Relationships between protein and nucleic acid synthesis during muscle differentiation in vitro

The authors studied DNA, RNA, and protein synthesis in differentiating skeletal muscle cell cultures from chicken embryos and newborn rats. The study was performed at different phases of myogenesis, namely, during myoblast division, fusion, and final differentiation of multinucleated muscle fibers. Both types of cultures showed a very active DNA synthesis during cell division, followed by a sharp decrease at the moment of myoblast fusion, and by a complete disappearance of DNA synthesis during fiber development. A parallel reduction of macromolecular RNA synthesis (mainly ribosomal RNA) could be observed. Conversely, protein synthesis increased after myoblast fusion and during fiber development. Experiments of pulse and chase with tritiated and cold uridine showed that the decrease of uridine incorporation is due to a real decrease of RNA synthesis and not to a different permeability of different cell types to the precursor. Moreover it was found that muscle cells have a typical kinetic of intracellular pool saturation, yet this is a property that myoblasts and fibers have in common. The high level of protein synthesis occurring after cell fusion is relatively independent of the RNA de novo synthesis. In differentiated cultures proteins can be synthesized up to 24 hr after the complete inhibition of RNA synthesis which follows actinomycin D treatment.

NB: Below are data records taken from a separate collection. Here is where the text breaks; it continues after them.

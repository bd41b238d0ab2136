//! Postgres-backed record store built on `tokio-postgres`.

use super::{Storage, StoreError, StoreResult};
use crate::model::{
    IndexEntry, IndexEntryId, Lemma, LemmaId, NewIndexEntry, NewLemma, NewPage, NewSite, Page,
    PageId, Site, SiteId, SiteStatus,
};
use std::time::SystemTime;
use tokio_postgres::{Client, NoTls, Row};

const SCHEMA: &str = r#"
CREATE TABLE IF NOT EXISTS site (
    id          BIGSERIAL PRIMARY KEY,
    status      TEXT NOT NULL,
    status_time TIMESTAMPTZ NOT NULL,
    last_error  TEXT,
    url         TEXT NOT NULL,
    name        TEXT NOT NULL
);
CREATE TABLE IF NOT EXISTS page (
    id      BIGSERIAL PRIMARY KEY,
    site_id BIGINT NOT NULL,
    path    TEXT NOT NULL,
    code    INTEGER NOT NULL,
    content TEXT NOT NULL,
    UNIQUE (site_id, path)
);
CREATE TABLE IF NOT EXISTS lemma (
    id        BIGSERIAL PRIMARY KEY,
    site_id   BIGINT NOT NULL,
    lemma     TEXT NOT NULL,
    frequency INTEGER NOT NULL,
    UNIQUE (site_id, lemma)
);
CREATE TABLE IF NOT EXISTS index_entry (
    id       BIGSERIAL PRIMARY KEY,
    page_id  BIGINT NOT NULL,
    lemma_id BIGINT NOT NULL,
    weight   INTEGER NOT NULL,
    UNIQUE (page_id, lemma_id)
);
CREATE INDEX IF NOT EXISTS index_entry_lemma_idx ON index_entry (lemma_id);
"#;

const SITE_COLUMNS: &str = "id, status, status_time, last_error, url, name";
const PAGE_COLUMNS: &str = "id, site_id, path, code, content";
const LEMMA_COLUMNS: &str = "id, site_id, lemma, frequency";
const ENTRY_COLUMNS: &str = "id, page_id, lemma_id, weight";

/// Record store over a single Postgres connection.
pub struct PostgresStore {
    client: Client,
}

impl PostgresStore {
    /// Connects to `database_url`, spawns the connection driver and ensures the schema.
    pub async fn connect(database_url: &str) -> StoreResult<Self> {
        let (client, connection) = tokio_postgres::connect(database_url, NoTls).await?;
        tokio::spawn(async move {
            if let Err(err) = connection.await {
                tracing::error!(error = %err, "postgres connection error");
            }
        });
        client.batch_execute(SCHEMA).await?;
        Ok(Self { client })
    }
}

fn site_from_row(row: &Row) -> StoreResult<Site> {
    let status: String = row.get("status");
    let status = status.parse::<SiteStatus>().map_err(|err| StoreError::Corrupt {
        entity: "site",
        message: err.to_string(),
    })?;
    Ok(Site {
        id: SiteId(row.get("id")),
        url: row.get("url"),
        name: row.get("name"),
        status,
        status_time: row.get("status_time"),
        last_error: row.get("last_error"),
    })
}

fn page_from_row(row: &Row) -> StoreResult<Page> {
    let code: i32 = row.get("code");
    let code = u16::try_from(code).map_err(|_| StoreError::Corrupt {
        entity: "page",
        message: format!("status code {code} out of range"),
    })?;
    Ok(Page {
        id: PageId(row.get("id")),
        site_id: SiteId(row.get("site_id")),
        path: row.get("path"),
        code,
        content: row.get("content"),
    })
}

fn lemma_from_row(row: &Row) -> StoreResult<Lemma> {
    let frequency: i32 = row.get("frequency");
    Ok(Lemma {
        id: LemmaId(row.get("id")),
        site_id: SiteId(row.get("site_id")),
        lemma: row.get("lemma"),
        frequency: non_negative("lemma", "frequency", frequency)?,
    })
}

fn entry_from_row(row: &Row) -> StoreResult<IndexEntry> {
    let weight: i32 = row.get("weight");
    Ok(IndexEntry {
        id: IndexEntryId(row.get("id")),
        page_id: PageId(row.get("page_id")),
        lemma_id: LemmaId(row.get("lemma_id")),
        weight: non_negative("index entry", "weight", weight)?,
    })
}

fn non_negative(entity: &'static str, field: &str, value: i32) -> StoreResult<u32> {
    u32::try_from(value).map_err(|_| StoreError::Corrupt {
        entity,
        message: format!("{field} {value} is negative"),
    })
}

fn as_i32(entity: &'static str, value: u32) -> StoreResult<i32> {
    i32::try_from(value).map_err(|_| StoreError::Corrupt {
        entity,
        message: format!("value {value} exceeds i32 range"),
    })
}

fn map_rows<T>(rows: &[Row], map: fn(&Row) -> StoreResult<T>) -> StoreResult<Vec<T>> {
    rows.iter().map(map).collect()
}

fn conflict_or(err: tokio_postgres::Error, entity: &'static str, key: String) -> StoreError {
    if err.code() == Some(&tokio_postgres::error::SqlState::UNIQUE_VIOLATION) {
        StoreError::Conflict { entity, key }
    } else {
        StoreError::Postgres(err)
    }
}

fn ensure_updated(affected: u64, entity: &'static str, id: i64) -> StoreResult<()> {
    if affected == 0 {
        return Err(StoreError::NotFound { entity, id });
    }
    Ok(())
}

impl Storage for PostgresStore {
    async fn insert_site(&self, site: NewSite) -> StoreResult<Site> {
        let sql = format!(
            "INSERT INTO site (status, status_time, url, name) VALUES ($1, $2, $3, $4) \
             RETURNING {SITE_COLUMNS}"
        );
        let row = self
            .client
            .query_one(
                &sql,
                &[&site.status.as_str(), &site.status_time, &site.url, &site.name],
            )
            .await?;
        site_from_row(&row)
    }

    async fn update_site(&self, site: &Site) -> StoreResult<()> {
        let affected = self
            .client
            .execute(
                "UPDATE site SET status = $2, status_time = $3, last_error = $4, url = $5, name = $6 \
                 WHERE id = $1",
                &[
                    &site.id.0,
                    &site.status.as_str(),
                    &site.status_time,
                    &site.last_error,
                    &site.url,
                    &site.name,
                ],
            )
            .await?;
        ensure_updated(affected, "site", site.id.0)
    }

    async fn touch_site(&self, id: SiteId, at: SystemTime) -> StoreResult<()> {
        let affected = self
            .client
            .execute("UPDATE site SET status_time = $2 WHERE id = $1", &[&id.0, &at])
            .await?;
        ensure_updated(affected, "site", id.0)
    }

    async fn find_sites(&self) -> StoreResult<Vec<Site>> {
        let sql = format!("SELECT {SITE_COLUMNS} FROM site ORDER BY id");
        let rows = self.client.query(&sql, &[]).await?;
        map_rows(&rows, site_from_row)
    }

    async fn find_site(&self, id: SiteId) -> StoreResult<Option<Site>> {
        let sql = format!("SELECT {SITE_COLUMNS} FROM site WHERE id = $1");
        let row = self.client.query_opt(&sql, &[&id.0]).await?;
        row.as_ref().map(site_from_row).transpose()
    }

    async fn find_site_by_url(&self, url: &str) -> StoreResult<Option<Site>> {
        let sql = format!("SELECT {SITE_COLUMNS} FROM site WHERE url = $1 ORDER BY id LIMIT 1");
        let row = self.client.query_opt(&sql, &[&url]).await?;
        row.as_ref().map(site_from_row).transpose()
    }

    async fn delete_sites(&self) -> StoreResult<()> {
        self.client.execute("DELETE FROM site", &[]).await?;
        Ok(())
    }

    async fn insert_page(&self, page: NewPage) -> StoreResult<Page> {
        let sql = format!(
            "INSERT INTO page (site_id, path, code, content) VALUES ($1, $2, $3, $4) \
             RETURNING {PAGE_COLUMNS}"
        );
        let code = i32::from(page.code);
        let row = self
            .client
            .query_one(&sql, &[&page.site_id.0, &page.path, &code, &page.content])
            .await
            .map_err(|err| {
                conflict_or(err, "page", format!("site {} path {}", page.site_id, page.path))
            })?;
        page_from_row(&row)
    }

    async fn update_page(&self, page: &Page) -> StoreResult<()> {
        let code = i32::from(page.code);
        let affected = self
            .client
            .execute(
                "UPDATE page SET code = $2, content = $3 WHERE id = $1",
                &[&page.id.0, &code, &page.content],
            )
            .await?;
        ensure_updated(affected, "page", page.id.0)
    }

    async fn find_page(&self, id: PageId) -> StoreResult<Option<Page>> {
        let sql = format!("SELECT {PAGE_COLUMNS} FROM page WHERE id = $1");
        let row = self.client.query_opt(&sql, &[&id.0]).await?;
        row.as_ref().map(page_from_row).transpose()
    }

    async fn find_pages(&self) -> StoreResult<Vec<Page>> {
        let sql = format!("SELECT {PAGE_COLUMNS} FROM page ORDER BY id");
        let rows = self.client.query(&sql, &[]).await?;
        map_rows(&rows, page_from_row)
    }

    async fn find_pages_by_site(&self, site_id: SiteId) -> StoreResult<Vec<Page>> {
        let sql = format!("SELECT {PAGE_COLUMNS} FROM page WHERE site_id = $1 ORDER BY id");
        let rows = self.client.query(&sql, &[&site_id.0]).await?;
        map_rows(&rows, page_from_row)
    }

    async fn find_page_by_path(&self, site_id: SiteId, path: &str) -> StoreResult<Option<Page>> {
        let sql = format!("SELECT {PAGE_COLUMNS} FROM page WHERE site_id = $1 AND path = $2");
        let row = self.client.query_opt(&sql, &[&site_id.0, &path]).await?;
        row.as_ref().map(page_from_row).transpose()
    }

    async fn count_pages(&self, site_id: Option<SiteId>) -> StoreResult<usize> {
        let site = site_id.map(|id| id.0);
        let row = self
            .client
            .query_one(
                "SELECT COUNT(*) FROM page WHERE $1::BIGINT IS NULL OR site_id = $1",
                &[&site],
            )
            .await?;
        let count: i64 = row.get(0);
        Ok(count as usize)
    }

    async fn delete_pages(&self) -> StoreResult<()> {
        self.client.execute("DELETE FROM page", &[]).await?;
        Ok(())
    }

    async fn insert_lemma(&self, lemma: NewLemma) -> StoreResult<Lemma> {
        let sql = format!(
            "INSERT INTO lemma (site_id, lemma, frequency) VALUES ($1, $2, $3) \
             RETURNING {LEMMA_COLUMNS}"
        );
        let frequency = as_i32("lemma", lemma.frequency)?;
        let row = self
            .client
            .query_one(&sql, &[&lemma.site_id.0, &lemma.lemma, &frequency])
            .await
            .map_err(|err| {
                conflict_or(err, "lemma", format!("site {} lemma {}", lemma.site_id, lemma.lemma))
            })?;
        lemma_from_row(&row)
    }

    async fn update_lemma(&self, lemma: &Lemma) -> StoreResult<()> {
        let frequency = as_i32("lemma", lemma.frequency)?;
        let affected = self
            .client
            .execute(
                "UPDATE lemma SET frequency = $2 WHERE id = $1",
                &[&lemma.id.0, &frequency],
            )
            .await?;
        ensure_updated(affected, "lemma", lemma.id.0)
    }

    async fn find_lemma(&self, id: LemmaId) -> StoreResult<Option<Lemma>> {
        let sql = format!("SELECT {LEMMA_COLUMNS} FROM lemma WHERE id = $1");
        let row = self.client.query_opt(&sql, &[&id.0]).await?;
        row.as_ref().map(lemma_from_row).transpose()
    }

    async fn find_lemmas(&self) -> StoreResult<Vec<Lemma>> {
        let sql = format!("SELECT {LEMMA_COLUMNS} FROM lemma ORDER BY id");
        let rows = self.client.query(&sql, &[]).await?;
        map_rows(&rows, lemma_from_row)
    }

    async fn find_lemmas_by_site(&self, site_id: SiteId) -> StoreResult<Vec<Lemma>> {
        let sql = format!("SELECT {LEMMA_COLUMNS} FROM lemma WHERE site_id = $1 ORDER BY id");
        let rows = self.client.query(&sql, &[&site_id.0]).await?;
        map_rows(&rows, lemma_from_row)
    }

    async fn find_lemma_by_text(&self, site_id: SiteId, lemma: &str) -> StoreResult<Option<Lemma>> {
        let sql = format!("SELECT {LEMMA_COLUMNS} FROM lemma WHERE site_id = $1 AND lemma = $2");
        let row = self.client.query_opt(&sql, &[&site_id.0, &lemma]).await?;
        row.as_ref().map(lemma_from_row).transpose()
    }

    async fn count_lemmas(&self, site_id: Option<SiteId>) -> StoreResult<usize> {
        let site = site_id.map(|id| id.0);
        let row = self
            .client
            .query_one(
                "SELECT COUNT(*) FROM lemma WHERE $1::BIGINT IS NULL OR site_id = $1",
                &[&site],
            )
            .await?;
        let count: i64 = row.get(0);
        Ok(count as usize)
    }

    async fn delete_lemma(&self, id: LemmaId) -> StoreResult<()> {
        self.client
            .execute("DELETE FROM lemma WHERE id = $1", &[&id.0])
            .await?;
        Ok(())
    }

    async fn delete_lemmas(&self) -> StoreResult<()> {
        self.client.execute("DELETE FROM lemma", &[]).await?;
        Ok(())
    }

    async fn insert_entry(&self, entry: NewIndexEntry) -> StoreResult<IndexEntry> {
        let sql = format!(
            "INSERT INTO index_entry (page_id, lemma_id, weight) VALUES ($1, $2, $3) \
             RETURNING {ENTRY_COLUMNS}"
        );
        let weight = as_i32("index entry", entry.weight)?;
        let row = self
            .client
            .query_one(&sql, &[&entry.page_id.0, &entry.lemma_id.0, &weight])
            .await
            .map_err(|err| {
                conflict_or(
                    err,
                    "index entry",
                    format!("page {} lemma {}", entry.page_id, entry.lemma_id),
                )
            })?;
        entry_from_row(&row)
    }

    async fn find_entries_by_page(&self, page_id: PageId) -> StoreResult<Vec<IndexEntry>> {
        let sql = format!("SELECT {ENTRY_COLUMNS} FROM index_entry WHERE page_id = $1 ORDER BY id");
        let rows = self.client.query(&sql, &[&page_id.0]).await?;
        map_rows(&rows, entry_from_row)
    }

    async fn find_entries_by_lemma(&self, lemma_id: LemmaId) -> StoreResult<Vec<IndexEntry>> {
        let sql =
            format!("SELECT {ENTRY_COLUMNS} FROM index_entry WHERE lemma_id = $1 ORDER BY id");
        let rows = self.client.query(&sql, &[&lemma_id.0]).await?;
        map_rows(&rows, entry_from_row)
    }

    async fn find_entry(&self, lemma_id: LemmaId, page_id: PageId) -> StoreResult<Option<IndexEntry>> {
        let sql =
            format!("SELECT {ENTRY_COLUMNS} FROM index_entry WHERE lemma_id = $1 AND page_id = $2");
        let row = self
            .client
            .query_opt(&sql, &[&lemma_id.0, &page_id.0])
            .await?;
        row.as_ref().map(entry_from_row).transpose()
    }

    async fn delete_entries_by_page(&self, page_id: PageId) -> StoreResult<()> {
        self.client
            .execute("DELETE FROM index_entry WHERE page_id = $1", &[&page_id.0])
            .await?;
        Ok(())
    }

    async fn delete_entries(&self) -> StoreResult<()> {
        self.client.execute("DELETE FROM index_entry", &[]).await?;
        Ok(())
    }
}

These results could be explained by proposing the existence, in the muscle fiber, of stable messenger RNA molecules. The authors found that even myoblasts and fibroblasts at the earliest stages can sustain protein synthesis, after actinomycin D treatment, for an appreciable length of time. This phenomenon could have two alternative explanations: either all the proteins of any cell belonging to the muscle line are synthesized copying stable messenger RNA molecules, or, if those long life RNA molecules are specific for the contractile proteins, it should be concluded that these highly specialized proteins must be already present at very early stages of muscle cell development. The relationships between macromolecular synthesis and the steps of myogenesis, with a particular emphasis on RNA and protein synthesis relationships, were analyzed.